Над острогом стоял сплошной ор, слагающийся из детского плача, женских причитаний и мужской ругани — детей от четырех до десяти лет распихивали по телегам. Младшая стража пришла рановато, ничего еще оказалось не готово, и отрокам было велено ждать на другом берегу Кипени, не переезжая через мост.
Острог под ночным небом, усыпанным яркими звездами, с противоположного берега реки представлял собой прямо-таки кадр из какого-то сказочного мультфильма — темная громада, подсвеченная с одного бока луной, сияющая изнутри отсветом множества факелов и зеркально отражающаяся в водах Кипени. Только вот благостность этой картины начисто опровергалась звуковым фоном, более подходящим фильму о зверствах оккупантов на захваченной территории.
Ждать пришлось долго, что-то там в остроге у ратников не ладилось, и «господа Совет» снова собрались вокруг Дмитрия.

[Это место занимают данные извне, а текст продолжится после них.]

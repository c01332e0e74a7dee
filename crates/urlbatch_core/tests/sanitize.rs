use pretty_assertions::assert_eq;
use urlbatch_core::{parse_text, run_pipeline, sanitize, FilterSpec, Record, SanitizePolicy};

const IGNORE: SanitizePolicy = SanitizePolicy {
    ignore_dashes: true,
};
const STRIP: SanitizePolicy = SanitizePolicy {
    ignore_dashes: false,
};

fn urls(records: &[Record]) -> Vec<&str> {
    records.iter().map(Record::url).collect()
}

#[test]
fn ignore_dashes_drops_marked_entries() {
    let records = parse_text("a.com hello\nb.com--\tworld\nc.com");
    let got = sanitize(records, IGNORE);
    assert_eq!(urls(&got), vec!["a.com", "c.com"]);
}

#[test]
fn keep_dashes_strips_the_marker() {
    let records = parse_text("a.com hello\nb.com--\tworld\nc.com");
    let got = sanitize(records, STRIP);
    assert_eq!(urls(&got), vec!["a.com", "b.com", "c.com"]);
    assert_eq!(got[1].comment(), Some("world"));
}

#[test]
fn single_and_interior_dashes_are_untouched() {
    let records = parse_text("a-b.com\nc.com-\nd--e.com");
    let expected = vec!["a-b.com", "c.com-", "d--e.com"];
    assert_eq!(urls(&sanitize(records.clone(), STRIP)), expected);
    assert_eq!(urls(&sanitize(records, IGNORE)), expected);
}

#[test]
fn empty_urls_are_always_dropped() {
    let records = vec![
        Record::new("", None),
        Record::new("a.com", None),
        Record::new("--", None),
    ];
    assert_eq!(urls(&sanitize(records.clone(), STRIP)), vec!["a.com"]);
    assert_eq!(urls(&sanitize(records, IGNORE)), vec!["a.com"]);
}

#[test]
fn sanitize_is_idempotent() {
    let records = parse_text("a.com\nb.com--\nc.com---\nd.com----\ne.com-\n--\nf-.com--");
    for policy in [IGNORE, STRIP] {
        let once = sanitize(records.clone(), policy);
        let twice = sanitize(once.clone(), policy);
        assert_eq!(once, twice, "policy {policy:?}");
    }
    assert_eq!(
        urls(&sanitize(records, STRIP)),
        vec!["a.com", "b.com", "c.com-", "d.com", "e.com-", "f-.com"]
    );
}

#[test]
fn pipeline_filters_before_sanitizing() {
    let records = parse_text("a.com hello\nb.com--\tworld\nc.com");

    let urls = run_pipeline(&records, &FilterSpec::Domain("b".into()), STRIP).unwrap();
    assert_eq!(urls, vec!["b.com".to_string()]);

    let urls = run_pipeline(&records, &FilterSpec::Domain("b".into()), IGNORE).unwrap();
    assert!(urls.is_empty());

    let range = FilterSpec::LineRange { start: 2, end: 3 };
    let urls = run_pipeline(&records, &range, IGNORE).unwrap();
    assert_eq!(urls, vec!["c.com".to_string()]);
}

— Ты нам что-то рассказать хотел, — напомнил Мишка Илье.
— А, да! Так вот: жил, значит, в Огневе дед. Не так чтобы старый, но за полвека перевалило. И жил он не как все люди, а один с четырьмя бабами. За что уж ему такое наказание выпало, не знаю, а только всей семьи у него было: две внучки, теща и старшая тещина сестра. И еще скуповат он был, недаром же прозвание имел Брезетя[6]. Вот, значит… и сам-то Брезетя уже немолод был, теща его уж и совсем древней сделалась, а сестра ее старшая и вовсе ветхая. Да еще и страшна, как смертный грех, и замужем никогда не была, а через это и в уме повредилась — каждый день все жениха ждала, прихорашивалась да наряжалась.
Сами понимаете, что характер у Брезети от такой жизни был хуже некуда, а внучки, как на грех, красавицы писаные и в самой поре: одежа на них чуть не дымилась — так парни пялились. Брезетя же, однако, все сватовства заворачивал — все выгадать что-то хотел на замужестве внучек.
— Ну и каким боком это к нам? — поинтересовался Демьян.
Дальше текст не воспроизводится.